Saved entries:
*** Block opens ***

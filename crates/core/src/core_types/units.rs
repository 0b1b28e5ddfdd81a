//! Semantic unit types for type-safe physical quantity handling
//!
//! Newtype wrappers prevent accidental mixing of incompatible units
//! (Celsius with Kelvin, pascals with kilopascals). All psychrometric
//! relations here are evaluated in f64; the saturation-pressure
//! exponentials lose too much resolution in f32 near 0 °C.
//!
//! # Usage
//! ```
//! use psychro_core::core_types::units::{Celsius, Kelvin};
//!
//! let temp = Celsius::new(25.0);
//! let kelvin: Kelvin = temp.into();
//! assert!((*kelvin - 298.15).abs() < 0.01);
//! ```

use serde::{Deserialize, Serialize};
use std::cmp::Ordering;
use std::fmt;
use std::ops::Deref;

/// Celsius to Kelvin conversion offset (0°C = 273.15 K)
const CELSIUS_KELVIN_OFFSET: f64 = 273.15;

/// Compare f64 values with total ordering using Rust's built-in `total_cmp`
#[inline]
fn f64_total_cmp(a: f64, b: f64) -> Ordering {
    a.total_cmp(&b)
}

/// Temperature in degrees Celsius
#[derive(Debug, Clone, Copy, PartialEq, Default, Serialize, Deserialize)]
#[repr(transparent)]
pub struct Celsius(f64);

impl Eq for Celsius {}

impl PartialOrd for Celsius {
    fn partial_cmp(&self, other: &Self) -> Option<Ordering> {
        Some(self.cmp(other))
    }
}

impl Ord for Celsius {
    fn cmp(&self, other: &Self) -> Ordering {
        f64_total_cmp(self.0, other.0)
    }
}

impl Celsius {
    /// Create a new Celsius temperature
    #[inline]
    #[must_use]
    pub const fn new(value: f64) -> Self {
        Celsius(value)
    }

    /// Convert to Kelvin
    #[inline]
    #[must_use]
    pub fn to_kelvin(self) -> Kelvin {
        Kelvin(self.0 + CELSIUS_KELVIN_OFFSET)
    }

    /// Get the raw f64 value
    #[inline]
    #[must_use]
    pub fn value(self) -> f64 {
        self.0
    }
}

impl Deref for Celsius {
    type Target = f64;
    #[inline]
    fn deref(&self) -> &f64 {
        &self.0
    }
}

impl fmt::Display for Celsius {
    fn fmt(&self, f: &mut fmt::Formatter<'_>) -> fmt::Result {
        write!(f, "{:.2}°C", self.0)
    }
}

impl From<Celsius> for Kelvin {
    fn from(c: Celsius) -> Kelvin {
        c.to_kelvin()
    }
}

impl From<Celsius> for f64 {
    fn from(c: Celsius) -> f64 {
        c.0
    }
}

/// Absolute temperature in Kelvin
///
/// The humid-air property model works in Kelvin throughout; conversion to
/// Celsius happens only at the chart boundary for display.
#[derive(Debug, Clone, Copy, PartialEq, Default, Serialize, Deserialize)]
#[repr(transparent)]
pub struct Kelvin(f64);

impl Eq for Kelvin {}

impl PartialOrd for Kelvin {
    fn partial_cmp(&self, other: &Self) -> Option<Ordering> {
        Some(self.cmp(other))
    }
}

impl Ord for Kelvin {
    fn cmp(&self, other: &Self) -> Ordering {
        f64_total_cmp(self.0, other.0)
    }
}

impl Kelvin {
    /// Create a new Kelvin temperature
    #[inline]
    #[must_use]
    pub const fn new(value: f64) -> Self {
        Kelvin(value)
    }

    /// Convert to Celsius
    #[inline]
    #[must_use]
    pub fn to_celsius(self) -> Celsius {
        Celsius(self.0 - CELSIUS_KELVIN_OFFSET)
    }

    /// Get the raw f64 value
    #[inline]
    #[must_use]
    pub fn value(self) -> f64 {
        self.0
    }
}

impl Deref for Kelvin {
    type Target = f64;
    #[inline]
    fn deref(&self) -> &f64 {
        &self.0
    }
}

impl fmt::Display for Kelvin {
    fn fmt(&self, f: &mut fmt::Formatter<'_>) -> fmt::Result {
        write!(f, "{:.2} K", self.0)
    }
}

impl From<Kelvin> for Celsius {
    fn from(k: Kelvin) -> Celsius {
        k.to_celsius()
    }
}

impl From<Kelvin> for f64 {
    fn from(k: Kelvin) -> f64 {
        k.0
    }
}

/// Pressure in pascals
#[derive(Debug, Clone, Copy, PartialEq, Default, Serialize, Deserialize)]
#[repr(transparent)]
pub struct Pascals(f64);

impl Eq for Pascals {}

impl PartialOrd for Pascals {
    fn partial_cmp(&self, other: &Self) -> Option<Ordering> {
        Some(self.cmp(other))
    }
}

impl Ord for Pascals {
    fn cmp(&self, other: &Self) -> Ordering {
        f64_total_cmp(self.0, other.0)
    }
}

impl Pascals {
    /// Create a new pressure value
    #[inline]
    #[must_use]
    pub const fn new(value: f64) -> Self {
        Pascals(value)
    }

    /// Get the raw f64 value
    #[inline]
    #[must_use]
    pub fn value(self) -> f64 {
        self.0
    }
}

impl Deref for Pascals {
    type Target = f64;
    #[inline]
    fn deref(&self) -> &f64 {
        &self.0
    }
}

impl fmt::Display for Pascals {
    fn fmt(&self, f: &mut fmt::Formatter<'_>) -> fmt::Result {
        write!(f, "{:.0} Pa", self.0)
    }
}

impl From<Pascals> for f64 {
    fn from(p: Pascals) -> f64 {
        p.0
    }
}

*** Block closes ***
*** Block opens ***

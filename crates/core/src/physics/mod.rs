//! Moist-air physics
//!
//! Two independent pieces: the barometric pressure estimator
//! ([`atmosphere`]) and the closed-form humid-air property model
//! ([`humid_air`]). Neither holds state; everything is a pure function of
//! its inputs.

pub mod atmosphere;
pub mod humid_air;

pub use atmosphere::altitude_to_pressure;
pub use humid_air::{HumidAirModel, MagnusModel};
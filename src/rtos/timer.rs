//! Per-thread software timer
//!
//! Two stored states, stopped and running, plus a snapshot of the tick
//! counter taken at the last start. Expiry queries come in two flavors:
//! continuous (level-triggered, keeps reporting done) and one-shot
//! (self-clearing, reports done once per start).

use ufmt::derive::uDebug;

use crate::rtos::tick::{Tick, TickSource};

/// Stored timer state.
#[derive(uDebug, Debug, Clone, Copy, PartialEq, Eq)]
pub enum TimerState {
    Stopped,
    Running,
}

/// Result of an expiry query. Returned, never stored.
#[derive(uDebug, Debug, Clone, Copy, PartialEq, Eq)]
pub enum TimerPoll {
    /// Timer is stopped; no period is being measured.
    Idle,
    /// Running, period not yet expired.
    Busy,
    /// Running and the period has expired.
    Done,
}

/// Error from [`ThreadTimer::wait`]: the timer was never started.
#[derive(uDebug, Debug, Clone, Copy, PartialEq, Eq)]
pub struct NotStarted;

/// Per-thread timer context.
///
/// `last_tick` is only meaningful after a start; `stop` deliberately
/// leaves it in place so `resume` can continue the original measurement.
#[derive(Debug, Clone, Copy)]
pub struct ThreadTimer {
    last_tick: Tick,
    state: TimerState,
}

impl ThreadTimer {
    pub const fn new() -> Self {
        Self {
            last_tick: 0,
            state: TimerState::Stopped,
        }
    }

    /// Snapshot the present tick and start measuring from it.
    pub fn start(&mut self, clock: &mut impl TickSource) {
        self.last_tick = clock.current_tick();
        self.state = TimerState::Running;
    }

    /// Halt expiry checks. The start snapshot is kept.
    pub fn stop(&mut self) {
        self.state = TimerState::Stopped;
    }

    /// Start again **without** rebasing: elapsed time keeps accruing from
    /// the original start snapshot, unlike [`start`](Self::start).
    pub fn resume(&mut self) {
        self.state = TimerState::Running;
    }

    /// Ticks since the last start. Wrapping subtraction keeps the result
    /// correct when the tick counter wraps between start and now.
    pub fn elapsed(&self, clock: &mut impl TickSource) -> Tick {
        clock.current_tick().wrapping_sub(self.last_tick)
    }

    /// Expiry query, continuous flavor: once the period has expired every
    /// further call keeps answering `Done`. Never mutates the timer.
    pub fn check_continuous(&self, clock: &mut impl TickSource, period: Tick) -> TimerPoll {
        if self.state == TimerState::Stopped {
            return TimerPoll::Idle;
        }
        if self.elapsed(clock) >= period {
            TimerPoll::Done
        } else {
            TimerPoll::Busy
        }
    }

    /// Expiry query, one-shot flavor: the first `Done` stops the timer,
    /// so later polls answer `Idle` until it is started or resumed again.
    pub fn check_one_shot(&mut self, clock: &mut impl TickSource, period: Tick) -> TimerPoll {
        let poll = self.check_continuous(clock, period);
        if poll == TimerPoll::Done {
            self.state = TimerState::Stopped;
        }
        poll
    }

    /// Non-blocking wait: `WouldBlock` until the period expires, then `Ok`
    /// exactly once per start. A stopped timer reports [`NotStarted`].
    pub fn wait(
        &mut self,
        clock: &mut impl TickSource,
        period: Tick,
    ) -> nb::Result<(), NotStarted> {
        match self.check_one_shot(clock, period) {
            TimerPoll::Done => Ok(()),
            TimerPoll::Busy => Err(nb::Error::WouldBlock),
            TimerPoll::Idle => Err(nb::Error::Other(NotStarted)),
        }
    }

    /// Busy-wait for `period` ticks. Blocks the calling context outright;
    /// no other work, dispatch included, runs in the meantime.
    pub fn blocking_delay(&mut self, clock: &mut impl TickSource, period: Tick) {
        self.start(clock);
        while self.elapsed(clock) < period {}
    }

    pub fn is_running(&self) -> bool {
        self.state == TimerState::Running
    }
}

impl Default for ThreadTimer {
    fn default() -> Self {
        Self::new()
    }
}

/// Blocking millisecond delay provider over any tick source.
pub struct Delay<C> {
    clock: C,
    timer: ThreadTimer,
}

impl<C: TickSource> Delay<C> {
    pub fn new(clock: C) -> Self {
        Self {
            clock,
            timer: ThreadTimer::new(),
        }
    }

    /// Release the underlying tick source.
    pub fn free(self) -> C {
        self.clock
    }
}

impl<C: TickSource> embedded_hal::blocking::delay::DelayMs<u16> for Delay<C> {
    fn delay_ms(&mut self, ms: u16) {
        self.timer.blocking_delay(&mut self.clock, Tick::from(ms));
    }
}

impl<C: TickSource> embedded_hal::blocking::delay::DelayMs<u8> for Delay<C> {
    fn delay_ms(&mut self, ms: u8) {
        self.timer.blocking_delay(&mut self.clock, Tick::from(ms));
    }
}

*** Block closes ***

*Instructions to follow*:
Among the lines above, find those holding "property" and copy each one.

*Answer to the problem*:
/// The humid-air property model works in Kelvin throughout; conversion to
//! ([`atmosphere`]) and the closed-form humid-air property model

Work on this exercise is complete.